Though I've always been fascinated by natural disasters and earthquakes, in all my years on the east coast, I never experienced one. Hence, I moved to California. All right, not hence, but I was excited at the prospect of finally feeling one. After moving to California, on a few occasions, the ground shook from minor quakes, but I was either asleep or in such structurally sound buildings (boo!) that I didn't even detect them. Oh, how I wanted to punch the braggarts who would approach me and excitedly ask, "Did you feel the earthquake last night?"
The first time I felt an earthquake was three years ago, although I didn't correctly identify it at the time. For several seconds, the walls of my cubicle shook, prompting me to say, "Who's doing that?" At that office, the atmosphere was jovial, so I assumed that my coworker was playing a prank on me. Then the general office chatter turned to "Did you feel that?" "Wow, an earthquake!" Not being entirely daft, I quickly pieced together what had actually happened.
While a life goal had been fulfilled, I felt cheated since I had to have someone explain that it actually occurred. Fortunately, I had my chance to improve upon my previous experience yesterday when THE BIG ONE hit.
Yesterday, at about a quarter to noon, a loud, presumably low-flying plane was audible outside my window, disrupting my reading. I did my best to ignore it, but then I jerked at a large thud against the ground and was jostled by the shaking that followed. My thought was that a helicopter landed, crashed, or crash landed just outside my house and the subsequent shaking was the result of a whirring propeller. Pulling aside the blinds, I looked out the window to witness the calamity, only to then have it register that it was an earthquake. As if on cue, at the moment of my enlightenment, the shaking stopped.
My previous lack of experience with earthquakes is detrimental: How am I ever supposed to enjoy one if I can't recognize that is happening in the first place?

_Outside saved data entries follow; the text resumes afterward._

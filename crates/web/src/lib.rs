//! Application layer of the `shelf` server: routing, handlers, file storage and
//! configuration on top of [`shelf_http`].
//!
//! ```no_run
//! use std::sync::Arc;
//! use shelf_web::{Server, Storage, handlers};
//!
//! # async fn run() -> std::io::Result<()> {
//! let storage = Arc::new(Storage::new(Some("/tmp/shelf".into())));
//! let server = Server::builder()
//!     .address("127.0.0.1:4221")
//!     .router(handlers::routes(storage))
//!     .build()
//!     .expect("router is set");
//! server.start().await
//! # }
//! ```

mod handler;
mod request;
mod server;

pub mod config;
pub mod handlers;
pub mod router;
pub mod storage;

pub use config::{Config, ConfigError};
pub use handler::{FnHandler, RequestHandler, handler_fn};
pub use request::RequestContext;
pub use router::Router;
pub use server::{Server, ServerBuildError, ServerBuilder};
pub use storage::{Storage, StorageError};
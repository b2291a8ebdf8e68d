//! `billing-core`: domain foundation building blocks.
//!
//! This crate contains **pure domain** primitives shared by the billing crates
//! (errors, identifiers, money rendering, the calendar clock). No storage, no IO.

pub mod aggregate;
pub mod clock;
pub mod entity;
pub mod error;
pub mod id;
pub mod money;

pub use aggregate::{AggregateRoot, ExpectedVersion};
pub use clock::{Clock, FixedClock, SystemClock};
pub use entity::Entity;
pub use error::{DomainError, DomainResult};
pub use id::AggregateId;
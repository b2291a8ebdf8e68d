//! Currency helpers.
//!
//! Amounts are carried at full precision; rounding to cents happens only when
//! a value is rendered for a person to read.

use rust_decimal::Decimal;

use crate::error::{DomainError, DomainResult};

/// Number of fractional digits used when rendering currency, quantities and percentages.
pub const DISPLAY_SCALE: u32 = 2;

/// Round to two places (banker's rounding) and pin the scale so `2` renders as `2.00`.
pub fn round2(value: Decimal) -> Decimal {
    let mut rounded = value.round_dp(DISPLAY_SCALE);
    rounded.rescale(DISPLAY_SCALE);
    rounded
}

/// Render a value with exactly two fractional digits.
pub fn format2(value: Decimal) -> String {
    round2(value).to_string()
}

/// `amount × percent / 100`, at full precision.
///
/// The percentage is scaled down first, so the result is representable
/// whenever it fits in a `Decimal`.
pub fn percent_of(amount: Decimal, percent: Decimal) -> DomainResult<Decimal> {
    percent
        .checked_div(Decimal::ONE_HUNDRED)
        .and_then(|rate| amount.checked_mul(rate))
        .ok_or_else(|| DomainError::invariant("percentage amount overflow"))
}
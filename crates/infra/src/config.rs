//! Configuration loaded from the environment.

use anyhow::{bail, Context};

use billing_observability::LogFormat;

pub const LOG_FORMAT_VAR: &str = "BILLING_LOG_FORMAT";
pub const NOTIFICATIONS_ENABLED_VAR: &str = "BILLING_NOTIFICATIONS_ENABLED";
pub const MAIL_SENDER_VAR: &str = "BILLING_MAIL_SENDER";

#[derive(Debug, Clone, PartialEq, Eq)]
pub struct BillingConfig {
    pub log_format: LogFormat,
    /// When false, finalization never queues customer mail.
    pub notifications_enabled: bool,
    /// Sender attached to queued mail; the mail queue's default when unset.
    pub mail_sender: Option<String>,
}

impl Default for BillingConfig {
    fn default() -> Self {
        Self {
            log_format: LogFormat::Json,
            notifications_enabled: true,
            mail_sender: None,
        }
    }
}

impl BillingConfig {
    /// Read `BILLING_*` variables from the process environment.
    pub fn from_env() -> anyhow::Result<Self> {
        Self::from_lookup(|key| std::env::var(key).ok())
    }

    /// Same as [`from_env`](Self::from_env) with an arbitrary variable source.
    pub fn from_lookup<F>(lookup: F) -> anyhow::Result<Self>
    where
        F: Fn(&str) -> Option<String>,
    {
        let mut config = Self::default();

        if let Some(raw) = non_empty(lookup(LOG_FORMAT_VAR)) {
            config.log_format = raw
                .parse::<LogFormat>()
                .with_context(|| format!("invalid {LOG_FORMAT_VAR}"))?;
        }
        if let Some(raw) = non_empty(lookup(NOTIFICATIONS_ENABLED_VAR)) {
            config.notifications_enabled =
                parse_bool(&raw).with_context(|| format!("invalid {NOTIFICATIONS_ENABLED_VAR}"))?;
        }
        config.mail_sender = non_empty(lookup(MAIL_SENDER_VAR));

        Ok(config)
    }

    /// Install the process-wide subscriber in the configured format.
    pub fn install_tracing(&self) {
        billing_observability::init(self.log_format);
    }
}

fn non_empty(value: Option<String>) -> Option<String> {
    value
        .map(|v| v.trim().to_string())
        .filter(|v| !v.is_empty())
}

fn parse_bool(raw: &str) -> anyhow::Result<bool> {
    match raw.to_ascii_lowercase().as_str() {
        "1" | "true" | "yes" | "on" => Ok(true),
        "0" | "false" | "no" | "off" => Ok(false),
        other => bail!("expected a boolean, got {other:?}"),
    }
}
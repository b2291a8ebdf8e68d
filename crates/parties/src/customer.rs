use serde::{Deserialize, Serialize};

use billing_core::{AggregateId, DomainError, DomainResult, Entity};

/// Customer identifier.
#[derive(Debug, Copy, Clone, PartialEq, Eq, Hash, PartialOrd, Ord, Serialize, Deserialize)]
#[serde(transparent)]
pub struct CustomerId(pub AggregateId);

impl CustomerId {
    pub fn new(id: AggregateId) -> Self {
        Self(id)
    }
}

impl core::fmt::Display for CustomerId {
    fn fmt(&self, f: &mut core::fmt::Formatter<'_>) -> core::fmt::Result {
        core::fmt::Display::fmt(&self.0, f)
    }
}

/// Contact information for a customer.
#[derive(Debug, Clone, Default, PartialEq, Eq, Serialize, Deserialize)]
pub struct ContactInfo {
    pub email: Option<String>,
    pub phone: Option<String>,
    pub address: Option<String>,
}

impl ContactInfo {
    /// Email address usable as a recipient. Blank strings count as absent.
    pub fn deliverable_email(&self) -> Option<&str> {
        self.email
            .as_deref()
            .map(str::trim)
            .filter(|email| !email.is_empty())
    }
}

/// Entity: Customer.
#[derive(Debug, Clone, PartialEq, Eq, Serialize, Deserialize)]
pub struct Customer {
    id: CustomerId,
    name: String,
    contact: ContactInfo,
}

impl Customer {
    pub fn new(id: CustomerId, name: impl Into<String>, contact: ContactInfo) -> DomainResult<Self> {
        let name = name.into();
        if name.trim().is_empty() {
            return Err(DomainError::validation("name cannot be empty"));
        }
        Ok(Self { id, name, contact })
    }

    pub fn id_typed(&self) -> CustomerId {
        self.id
    }

    pub fn name(&self) -> &str {
        &self.name
    }

    pub fn contact(&self) -> &ContactInfo {
        &self.contact
    }
}

impl Entity for Customer {
    type Id = CustomerId;

    fn id(&self) -> &Self::Id {
        &self.id
    }
}

/// Read access to customer master data.
pub trait CustomerDirectory: Send + Sync {
    fn customer(&self, id: &CustomerId) -> Option<Customer>;

    /// Recipient address for billing mail; `None` when the customer is unknown
    /// or has no usable email.
    fn lookup_customer_email(&self, id: &CustomerId) -> Option<String> {
        self.customer(id)
            .and_then(|c| c.contact().deliverable_email().map(str::to_owned))
    }
}
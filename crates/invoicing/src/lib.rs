//! Invoicing domain module.
//!
//! Line-item arithmetic, the repeat-purchase discount, invoice totals, status
//! derivation and the finalization notice, implemented as deterministic domain
//! logic. Storage, mail transport and "today" are injected capabilities.

pub mod calculator;
pub mod discount;
pub mod hooks;
pub mod invoice;
pub mod notification;
pub mod status;
pub mod totals;

pub use calculator::{compute_line, LineAmounts};
pub use discount::{DiscountPolicy, InvoiceHistory};
pub use hooks::BillingHooks;
pub use invoice::{
    DocStatus, Invoice, InvoiceId, InvoiceStatus, InvoiceTotals, ItemCode, ItemRef, LineItem,
};
pub use notification::{
    Mailer, NotificationComposer, NotificationDeliveryError, NotificationOutcome, OutgoingMail,
};
pub use status::resolve_status;
pub use totals::{InvoiceAggregator, DUE_DATE_REQUIRED_MESSAGE, EMPTY_ITEMS_MESSAGE};
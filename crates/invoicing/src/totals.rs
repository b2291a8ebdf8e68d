//! Invoice totals: line recomputation, discount, grand total and status.

use chrono::NaiveDate;
use rust_decimal::Decimal;

use billing_core::{AggregateRoot, DomainError, DomainResult};

use crate::calculator;
use crate::discount::{DiscountPolicy, InvoiceHistory};
use crate::invoice::{Invoice, InvoiceStatus, InvoiceTotals};
use crate::status;

/// Shown when a save is attempted with no line items.
pub const EMPTY_ITEMS_MESSAGE: &str = "Add at least one Item.";
/// Shown when a finalized invoice has no due date.
pub const DUE_DATE_REQUIRED_MESSAGE: &str = "Due Date is required.";

/// Recomputes every derived field on an invoice.
#[derive(Debug, Clone, Copy, Default)]
pub struct InvoiceAggregator {
    discount: DiscountPolicy,
}

impl InvoiceAggregator {
    pub fn new(discount: DiscountPolicy) -> Self {
        Self { discount }
    }

    /// Check the save preconditions without touching the invoice.
    pub fn validate(invoice: &Invoice) -> DomainResult<()> {
        if invoice.items().is_empty() {
            return Err(DomainError::validation(EMPTY_ITEMS_MESSAGE));
        }
        if invoice.is_finalized() && invoice.due_date().is_none() {
            return Err(DomainError::validation(DUE_DATE_REQUIRED_MESSAGE));
        }
        Ok(())
    }

    /// Recompute lines, totals and status in place.
    ///
    /// Preconditions and every amount are computed before anything is
    /// written, so on error (validation or overflow) the invoice is left
    /// exactly as it was.
    pub fn apply_totals_and_status(
        &self,
        invoice: &mut Invoice,
        history: &dyn InvoiceHistory,
        today: NaiveDate,
    ) -> DomainResult<InvoiceTotals> {
        Self::validate(invoice)?;

        let mut line_amounts = Vec::with_capacity(invoice.items().len());
        let mut subtotal = Decimal::ZERO;
        let mut tax_total = Decimal::ZERO;
        for line in invoice.items() {
            let amounts = calculator::compute_line(line.qty(), line.rate(), line.tax_percent())?;
            subtotal = checked_add(subtotal, amounts.amount)?;
            tax_total = checked_add(tax_total, amounts.row_tax)?;
            line_amounts.push(amounts);
        }

        let customer = invoice.customer();
        let discount_amount =
            self.discount
                .discount_for(history, customer.as_ref(), invoice.id(), subtotal)?;

        let totals = InvoiceTotals {
            subtotal,
            tax_amount: tax_total,
            discount_amount,
            grand_total: grand_total(subtotal, discount_amount, tax_total)?,
        };

        for (line, amounts) in invoice.items_mut().iter_mut().zip(line_amounts) {
            line.set_amounts(amounts);
        }
        invoice.set_totals(totals);
        invoice.set_status(status::resolve_for(invoice, today));

        Ok(totals)
    }

    /// Re-derive only the status. Totals of a finalized invoice stay frozen.
    pub fn refresh_status(invoice: &mut Invoice, today: NaiveDate) -> InvoiceStatus {
        let status = status::resolve_for(invoice, today);
        invoice.set_status(status);
        status
    }
}

/// `max(0, subtotal − discount + tax)`.
pub fn grand_total(subtotal: Decimal, discount: Decimal, tax: Decimal) -> DomainResult<Decimal> {
    let total = subtotal
        .checked_sub(discount)
        .and_then(|net| net.checked_add(tax))
        .ok_or_else(|| DomainError::invariant("invoice total overflow"))?;
    Ok(total.max(Decimal::ZERO))
}

fn checked_add(total: Decimal, amount: Decimal) -> DomainResult<Decimal> {
    total
        .checked_add(amount)
        .ok_or_else(|| DomainError::invariant("invoice total overflow"))
}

For crying out loud, I'm so naive that I figured that there was a helicopter crash rather than an earthquake! Moreover, if I can recognize an emergency situation as it unfolds, my chances of survival aren't too good. I didn't take cover, I didn't flee, I just meandered and enjoyed the vibrations.
Since the dogs were barking uncontrollably, I went to console them. Darby, a paranoid pup even before this incident, fearfully looked deep into my eyes and howled as if the world were ending. I took Darby outside where ey took the biggest poop I've ever seen a dog of his size create. I guess that's one reasonable reaction.
I proceeded to survey the house and pick up items that had fallen in the "devastation." Several, and I mean several small objects fell off of shelves and a few potted plants tipped over and spilled dirt. I spent a good ten minutes tidying up after this disaster. Oh, the devastation. Michael's room looked like an earthquake had trashed everything, but I'm pretty sure it appeared that way before the earthquake, too.
I received some phone calls of concern which was kind. From what I gathered, the national media was blowing the event out of proportion. In California, a 5.4 tremor is a nuisance, not a tragedy. At Jessica's recommendation, I put on the news (of the local variety as I do not have cable) and witnessed the ridiculous display. There was nothing to report: not one significant injury and just a couple of isolated incidents of insignificant damage. The footage featured people who pointlessly evacuated their office, and fallen bottles of shampoo on the ground of grocery stores. In other words, frightening images. The shows also screened interviews of locals who gave their accounts of the earthquake, each one more theatrical than the first. I thought one person was going overboard with exaggeration when ey described the quake as lasting a minute. Being quite close to the epicenter, I'd say ten seconds, tops. Then a person comes on claiming the earthquake lasted "about five minutes." Who is ey kidding? They look nearly as ridiculous as the newscasters trying to stir up a story with nothing legitimate to report.
When the real big one strikes, I hope I figure out what's going on before I'm dead.